Accordingly to Treasury Board's experts, user charges are appropriate for only some federal goods and services. They propose six criteria to determine whether or not such charges are appropriate rather than relying on general taxation. Application of these six criteria indicate that, while appropriate for some federal goods and services, user charges are inappropriate in the case of federal information and may prove to be a rusty nail on the up-ramp to Canada's information superhighway.

 

References

Bird, R.M and T. Tsiopoulos. "User Charging in the Federal Government - A Background Document." Ottawa: Treasury Board of Canada, 1997.
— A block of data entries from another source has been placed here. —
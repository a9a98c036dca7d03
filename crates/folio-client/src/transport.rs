//! Transport abstraction for reaching the chat service

use std::time::Duration;

use async_trait::async_trait;
use reqwest::header::CONTENT_TYPE;

use crate::{
    endpoint::Endpoint,
    error::{Error, Result},
    types::{ChatRequest, parse_reply},
};

/// Longest slice of an error body kept in [`Error::Status`]
const MAX_ERROR_BODY_CHARS: usize = 200;

/// Sends one user message and yields the assistant reply
#[async_trait]
pub trait Transport: Send + Sync {
    /// Send a message. One call is one request; nothing is retried.
    async fn send(&self, message: &str) -> Result<String>;
}

/// Transport that POSTs JSON to `<base-url>/api/chat`
pub struct HttpTransport {
    client: reqwest::Client,
    endpoint: Endpoint,
}

impl HttpTransport {
    /// Create a transport with the HTTP client's default timeouts
    pub fn new(endpoint: Endpoint) -> Self {
        Self {
            client: reqwest::Client::new(),
            endpoint,
        }
    }

    /// Create a transport with an overall request timeout
    pub fn with_timeout(endpoint: Endpoint, timeout: Duration) -> Result<Self> {
        let client = reqwest::Client::builder().timeout(timeout).build()?;
        Ok(Self { client, endpoint })
    }

    pub fn endpoint(&self) -> &Endpoint {
        &self.endpoint
    }
}

#[async_trait]
impl Transport for HttpTransport {
    async fn send(&self, message: &str) -> Result<String> {
        let url = self.endpoint.chat_url();
        tracing::debug!(%url, chars = message.chars().count(), "posting chat message");

        let response = self
            .client
            .post(&url)
            .header(CONTENT_TYPE, "application/json")
            .json(&ChatRequest { message })
            .send()
            .await?;

        let status = response.status();
        let body = response.text().await?;

        // A reply wins regardless of status. A JSON body without one is a
        // missing reply even on a failing status; only a failing status with
        // an unparseable body is a transport failure.
        let truncated = || -> String { body.chars().take(MAX_ERROR_BODY_CHARS).collect() };
        match parse_reply(&body) {
            Ok(Some(reply)) => Ok(reply),
            Ok(None) if !status.is_success() => Err(Error::StatusWithoutReply {
                status: status.as_u16(),
                body: truncated(),
            }),
            Ok(None) => Err(Error::MissingReply),
            Err(_) if !status.is_success() => Err(Error::Status {
                status: status.as_u16(),
                body: truncated(),
            }),
            Err(e) => Err(e),
        }
    }
}
//! Chat event types

use serde::{Deserialize, Serialize};

use crate::widget::{RequestId, Settlement};

/// Events emitted by in-flight requests
#[derive(Debug, Clone, PartialEq, Eq, Serialize, Deserialize)]
#[serde(tag = "type", rename_all = "snake_case")]
pub enum ChatEvent {
    /// The request task started talking to the service
    RequestStarted { id: RequestId },

    /// The request reached a terminal state
    Settled {
        id: RequestId,
        settlement: Settlement,
    },
}

impl ChatEvent {
    /// Check if this is a terminal event
    pub fn is_terminal(&self) -> bool {
        matches!(self, ChatEvent::Settled { .. })
    }

    pub fn request_id(&self) -> RequestId {
        match self {
            ChatEvent::RequestStarted { id } | ChatEvent::Settled { id, .. } => *id,
        }
    }
}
Drury, C.M. "Planning Programming Budgeting Guide" Ottawa: Treasury Board, 1969.

Lambert Commission. "Royal Commission on Financial Management and Accountability." Ottawa: Minister of Supply and Services, 1979.

Paquet, G. "Science and Technology Policy Under Free Trade," Technology in Society. Volume II. Pergammon Press, 1990: 221-234.

 

Notes

[3] R.M. Bird and T. Tsiopoulos, "User Charging in the Federal Government - A Background Document" (Ottawa: Treasury Board, 1969), 7.
[4] Bird and Tsiopoulos, 13-18.
[5] Bird and Tsiopoulos, 18-19.
[6] Bird and Tsiopoulos, 8.
[7] Bird and Tsiopoulos, 8.
[8] Bird and Tsiopoulos, 8.
[9] Bird and Tsiopoulos, 8.
[10] Bird and Tsiopoulos, 8.
[11] Bird and Tsiopoulos, 8.
[12] Bird and Tsiopoulos, 8.
[13] G. Paquet, "Science and Technology Policy Under Free Trade, Technology in Society Volume II (Pergammon Press, 1990), 221-234.